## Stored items
<<<<
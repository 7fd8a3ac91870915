mod app;
mod config;
mod error;
mod logging;

pub use app::run_from_args;
use serde::{Deserialize, Serialize};
use std::fmt;
use std::ops::{Add, AddAssign, Sub};

/// Microseconds since the start of a simulation run.
#[derive(
    Debug, Clone, Copy, Default, PartialEq, Eq, PartialOrd, Ord, Hash, Serialize, Deserialize,
)]
#[serde(transparent)]
pub struct SimulationTime(u64);

impl SimulationTime {
    pub const ZERO: SimulationTime = SimulationTime(0);

    pub const fn from_micros(us: u64) -> Self {
        Self(us)
    }

    pub const fn from_millis(ms: u64) -> Self {
        Self(ms * 1_000)
    }

    /// Negative and non-finite inputs map to zero.
    pub fn from_secs_f64(seconds: f64) -> Self {
        if seconds.is_finite() && seconds > 0.0 {
            Self((seconds * 1_000_000.0) as u64)
        } else {
            Self::ZERO
        }
    }

    pub const fn as_micros(&self) -> u64 {
        self.0
    }

    pub fn as_millis_f64(&self) -> f64 {
        self.0 as f64 / 1_000.0
    }

    pub fn as_secs_f64(&self) -> f64 {
        self.0 as f64 / 1_000_000.0
    }

    /// Elapsed microseconds since `earlier`, zero if `earlier` is later.
    pub fn saturating_elapsed_since(&self, earlier: SimulationTime) -> u64 {
        self.0.saturating_sub(earlier.0)
    }
}

impl Add for SimulationTime {
    type Output = SimulationTime;

    fn add(self, rhs: SimulationTime) -> SimulationTime {
        SimulationTime(self.0.saturating_add(rhs.0))
    }
}

impl AddAssign for SimulationTime {
    fn add_assign(&mut self, rhs: SimulationTime) {
        self.0 = self.0.saturating_add(rhs.0);
    }
}

/// Never negative: subtracting a later time yields zero.
impl Sub for SimulationTime {
    type Output = SimulationTime;

    fn sub(self, rhs: SimulationTime) -> SimulationTime {
        SimulationTime(self.0.saturating_sub(rhs.0))
    }
}

impl fmt::Display for SimulationTime {
    fn fmt(&self, f: &mut fmt::Formatter<'_>) -> fmt::Result {
        write!(f, "{:.6}s", self.as_secs_f64())
    }
}

/// Monotonic simulation clock. Only ever moves forward by whole steps.
#[derive(Debug, Clone, Copy, Default)]
pub struct SimulationClock {
    now: SimulationTime,
}

impl SimulationClock {
    pub fn new() -> Self {
        Self::default()
    }

    pub fn now(&self) -> SimulationTime {
        self.now
    }

    pub fn advance(&mut self, step: SimulationTime) -> SimulationTime {
        self.now += step;
        self.now
    }

    /// True when one more `step` does not pass `target_seconds`.
    pub fn fits_before(&self, step: SimulationTime, target_seconds: f64) -> bool {
        (self.now + step).as_secs_f64() <= target_seconds
    }
}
>>>>
## EXERCISE REQUIREMENTS
Could you write out all the data exactly as it is given?

## RESPONSE
repository 7fd8a3ac91870915
mod app;
mod config;
mod error;
mod logging;

pub use app::run_from_args;
use serde::{Deserialize, Serialize};
use std::fmt;
use std::ops::{Add, AddAssign, Sub};

/// Microseconds since the start of a simulation run.
#[derive(
    Debug, Clone, Copy, Default, PartialEq, Eq, PartialOrd, Ord, Hash, Serialize, Deserialize,
)]
#[serde(transparent)]
pub struct SimulationTime(u64);

impl SimulationTime {
    pub const ZERO: SimulationTime = SimulationTime(0);

    pub const fn from_micros(us: u64) -> Self {
        Self(us)
    }

    pub const fn from_millis(ms: u64) -> Self {
        Self(ms * 1_000)
    }

    /// Negative and non-finite inputs map to zero.
    pub fn from_secs_f64(seconds: f64) -> Self {
        if seconds.is_finite() && seconds > 0.0 {
            Self((seconds * 1_000_000.0) as u64)
        } else {
            Self::ZERO
        }
    }

    pub const fn as_micros(&self) -> u64 {
        self.0
    }

    pub fn as_millis_f64(&self) -> f64 {
        self.0 as f64 / 1_000.0
    }

    pub fn as_secs_f64(&self) -> f64 {
        self.0 as f64 / 1_000_000.0
    }

    /// Elapsed microseconds since `earlier`, zero if `earlier` is later.
    pub fn saturating_elapsed_since(&self, earlier: SimulationTime) -> u64 {
        self.0.saturating_sub(earlier.0)
    }
}

impl Add for SimulationTime {
    type Output = SimulationTime;

    fn add(self, rhs: SimulationTime) -> SimulationTime {
        SimulationTime(self.0.saturating_add(rhs.0))
    }
}

impl AddAssign for SimulationTime {
    fn add_assign(&mut self, rhs: SimulationTime) {
        self.0 = self.0.saturating_add(rhs.0);
    }
}

/// Never negative: subtracting a later time yields zero.
impl Sub for SimulationTime {
    type Output = SimulationTime;

    fn sub(self, rhs: SimulationTime) -> SimulationTime {
        SimulationTime(self.0.saturating_sub(rhs.0))
    }
}

impl fmt::Display for SimulationTime {
    fn fmt(&self, f: &mut fmt::Formatter<'_>) -> fmt::Result {
        write!(f, "{:.6}s", self.as_secs_f64())
    }
}

/// Monotonic simulation clock. Only ever moves forward by whole steps.
#[derive(Debug, Clone, Copy, Default)]
pub struct SimulationClock {
    now: SimulationTime,
}

impl SimulationClock {
    pub fn new() -> Self {
        Self::default()
    }

    pub fn now(&self) -> SimulationTime {
        self.now
    }

    pub fn advance(&mut self, step: SimulationTime) -> SimulationTime {
        self.now += step;
        self.now
    }

    /// True when one more `step` does not pass `target_seconds`.
    pub fn fits_before(&self, step: SimulationTime, target_seconds: f64) -> bool {
        (self.now + step).as_secs_f64() <= target_seconds
    }
}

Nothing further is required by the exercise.